This conclusion is not to say that all third-party breach-of-contract claims present federal questions; sometimes -- especially where the contractual term involved is specific to the individual contract in question, and not included pursuant to a general policy of inclusion -- the inquiry into the United States' intent is a factual one. See, e.g., Miree v. DeKalb Cnty., Ga., 433 U.S. 25, 28-34 (1977); Kormendi/Gardner Partners v. Surplus Acquisition Venture, LLC, 606 F. Supp. 2d 114 (D.D.C. 2009)(finding that federal common law did not govern a third-party beneficiary breach-of-contract suit against a federal contractor, and that the district court thus lacked federal-question jurisdiction to adjudicate the claim). Here, however, the question of the United States' intent in including the 11246 term -- an element vital to Shay's well-pleaded claim -- is a question of federal law.

2. The Federal Question on the Face of the Well-Pleaded Claim Satisfies all of the Requirements of Grable & Sons Metal Products v. Darue Engineering, and, thus, the Court Has Federal Question Jurisdiction over the Count IV.

Not only deos a federal question -- whether the United States intended, via Executive Order 11246, to allow third-party beneficiary claims for breach of the 11246 term -- appear on the face of the well-pleaded claim, but it also satisfies the additional Grable & Sons Metal Products v. Darue Engineering requirements that the question be: (i) necessary to the resolution of the claim; (ii) actually disputed; (iii) substantial; and (iv) non-disruptive to any congressionally approved balance of federal and state judicial responsibilities. See Grable & Sons Metal Prods. v. Darue Eng'g, 545 U.S. at 312. The federal question is necessary to the resolution of the claim, because Count IV turns entirely on it: if the United States intended to impart a third-party beneficiary cause of action for breach of the 11246 term, then Shay's claim is viable; if the United States did not so intend, then her claim must fail. There is no alternative basis upon which the Court can adjudicate the claim. The claim is actually disputed for the same reason: this issue is not a pretextual basis of jurisdiction -- an uncontested federal element to which a party points for the sole purpose of establishing federal jurisdiction. The question is substantial both because it is necessary to the resolution of this claim and because it determines the viability of this entire genus of claims.
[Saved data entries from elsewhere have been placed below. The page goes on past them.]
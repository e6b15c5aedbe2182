//! Error types for the head pose anchor library.

use thiserror::Error;

/// Main error type for the library
#[derive(Error, Debug)]
pub enum Error {
    /// File I/O operation failed
    #[error("IO error: {0}")]
    Io(#[from] std::io::Error),

    /// Invalid input parameters provided
    #[error("Invalid input: {0}")]
    InvalidInput(String),

    /// Pose detector collaborator failed
    #[error("Detector error: {0}")]
    DetectorError(String),

    /// Render surface collaborator failed
    #[error("Render error: {0}")]
    RenderError(String),

    /// Session trace could not be read or parsed
    #[error("Trace error: {0}")]
    TraceError(String),

    /// Configuration error
    #[error("Configuration error: {0}")]
    ConfigError(String),

    /// Generic I/O error with description
    #[error("I/O error: {0}")]
    IoError(String),
}

/// Application-specific error type (alias for main Error type)
pub type AppError = Error;

/// Convenience type alias for Results with our Error type
pub type Result<T> = std::result::Result<T, Error>;
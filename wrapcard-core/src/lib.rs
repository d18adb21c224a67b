//! # wrapcard-core
//!
//! Core library for wrapcard - a renderer for "wrapped"-style summary cards.
//!
//! This library provides:
//! - Domain types for categories, fields and form values
//! - The card renderer and its view tree
//! - HTML and plain-text output
//! - Category / form value loading
//! - Configuration management
//! - Logging infrastructure
//!
//! ## Rendering
//!
//! A render is a pure function of its input:
//! - **Input:** a [`Category`], its [`FormValues`], an optional image URL and
//!   an optional user name
//! - **Settings:** year label, watermark and gradient table ([`CardSettings`])
//! - **Output:** a [`RenderedCard`] holding the view tree and the
//!   [`CardHandle`] that identifies its root
//!
//! ## Example
//!
//! ```rust
//! use wrapcard_core::{html, render, CardSettings, Category, FormValues, RenderInput};
//!
//! let category: Category = serde_json::from_str(r#"{
//!     "title": "Role of the Year",
//!     "gradient": "sunset",
//!     "fields": [{"id": "role", "type": "text", "label": "Role", "placeholder": "Developer"}]
//! }"#).unwrap();
//! let values = FormValues::new();
//!
//! let card = render(&RenderInput::new(&category, &values), &CardSettings::default());
//! let fragment = html::render_fragment(&card);
//! assert!(fragment.contains("Developer"));
//! ```

// Re-export commonly used items at the crate root
pub use config::Config;
pub use error::{Error, Result};
pub use gradients::GradientTable;
pub use render::{
    render, CardBody, CardHandle, CardLayout, CardRenderer, CardSettings, CardView, RenderedCard,
};
pub use types::*;

// Public modules
pub mod catalog;
pub mod config;
pub mod error;
pub mod gradients;
pub mod html;
pub mod logging;
pub mod render;
pub mod text;
pub mod types;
Whether any federal contractor employee can bring a third-party beneficiary claim for breach of the 11246 contract turns on the outcome of this question. Last, the Court adjudicating the issue does not disrupt the balance of federal and state judicial responsibilities. While styled as a state law claim -- this test is designed only for state law claims, as federal-question jurisdiction automatically covers federal claims without the need for a Grable & Sons Metal Products v. Darue Engineering analysis -- the interests involved are primarily federal. This issue can only arise in the context of federal contracts and, more directly, involves interpretation of a federal executive order. The Court concludes that it has federal-question jurisdiction to adjudicate Count IV.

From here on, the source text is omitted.